Can't Go Back Now
I know I haven't posted in quite some time. I kept trying to work up the balls to write this entry, but I was a complete coward and tried to avoid it for the longest time. But, as my camp wrapped up on Monday, I realized I couldn't dodge this any longer.
So here it is: I'm leaving Korea in a little over a month. I was supposed to stay until the end of August, but about three weeks ago, Dean and I were put in a situation where we found the best solution was to just leave at the end of this term. Basically, we have an angry, irrational landlord who hates/distrusts Americans who decided she didn't want us living in the apartment anymore. My school arranged multiple talks with her and on the final one, she started screaming about how she wanted us to pay for the next 6 months in advance or we had to be out by February 28th. Dean and I don't have that kind of money (our apartment is about $1,300 a month--Dean's school paid half and mine paid the other half) and we weren't willing to move our entire 2.5 years' worth of stuff to a small studio for just 6 months. I mean, we have a three bedroom apartment here--fridge, washing machine, two beds, tons of clothes, couch, tv, etc. Moving it all would be really stressful, especially when you factor in that we'd have to start repacking things about 4 months later.

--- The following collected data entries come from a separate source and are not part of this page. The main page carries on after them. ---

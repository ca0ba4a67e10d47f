use anyhow::{Context, Result};
use clap::Parser;

use siftsql::{QueryInput, QueryPlan};

#[derive(Parser)]
#[command(name = "siftsql")]
#[command(version, about = "Translate URL-style query strings into SQL", long_about = None)]
struct Cli {
    /// Query string to translate, e.g. '?name=John&age=>_18&orderby=name'
    query: String,

    /// Table to select from; omit to print only the WHERE fragment
    #[arg(long, short = 't')]
    table: Option<String>,

    /// Print the resolved plan as JSON before the statement
    #[arg(long)]
    plan: bool,
}

fn main() -> Result<()> {
    init_logging();

    let cli = Cli::parse();
    let input = QueryInput::parse(&cli.query);
    let plan = QueryPlan::from_input(&input).context("failed to resolve query")?;

    if cli.plan {
        println!("{}", serde_json::to_string_pretty(&plan)?);
    }

    let sql = plan
        .sql(cli.table.as_deref())
        .context("failed to assemble statement")?;
    println!("{sql}");
    Ok(())
}

fn init_logging() {
    let filter = std::env::var("RUST_LOG").unwrap_or_else(|_| "info".to_string());

    tracing_subscriber::fmt()
        .with_target(false)
        .compact()
        .with_env_filter(filter)
        .init();
}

After that final meeting, I was furious at myself and the manager. She had been shouting things and I only understood about a 1/3 of it, but when I asked my co-teacher to translate, she nervously looked back at me and said, "I will not, because it is that rude." I knew she was trash-talking America and me, and I was just...so frustrated that my Korean wasn't good enough to fight back and that she didn't speak enough English for me to confront her.
I walked home completely shaking with anger, but within an hour, I was committed to the idea of coming home. We'd tried to dodge this housing issue for a month and that last nail in the coffin had finally been hammered in. I didn't want to fight it anymore--I just wanted to get my head on straight and start making the appropriate plans. I immediately started making plans for returning to America and tried to view the whole situation positively.
My principal has been great through this whole matter. Even though teachers have complained about him being a bully and even though he talks way too much about himself, he and the administration really went the extra mile to try to help me out. They consulted lawyers on the matter and came up with several solutions, even though she later cut them all down.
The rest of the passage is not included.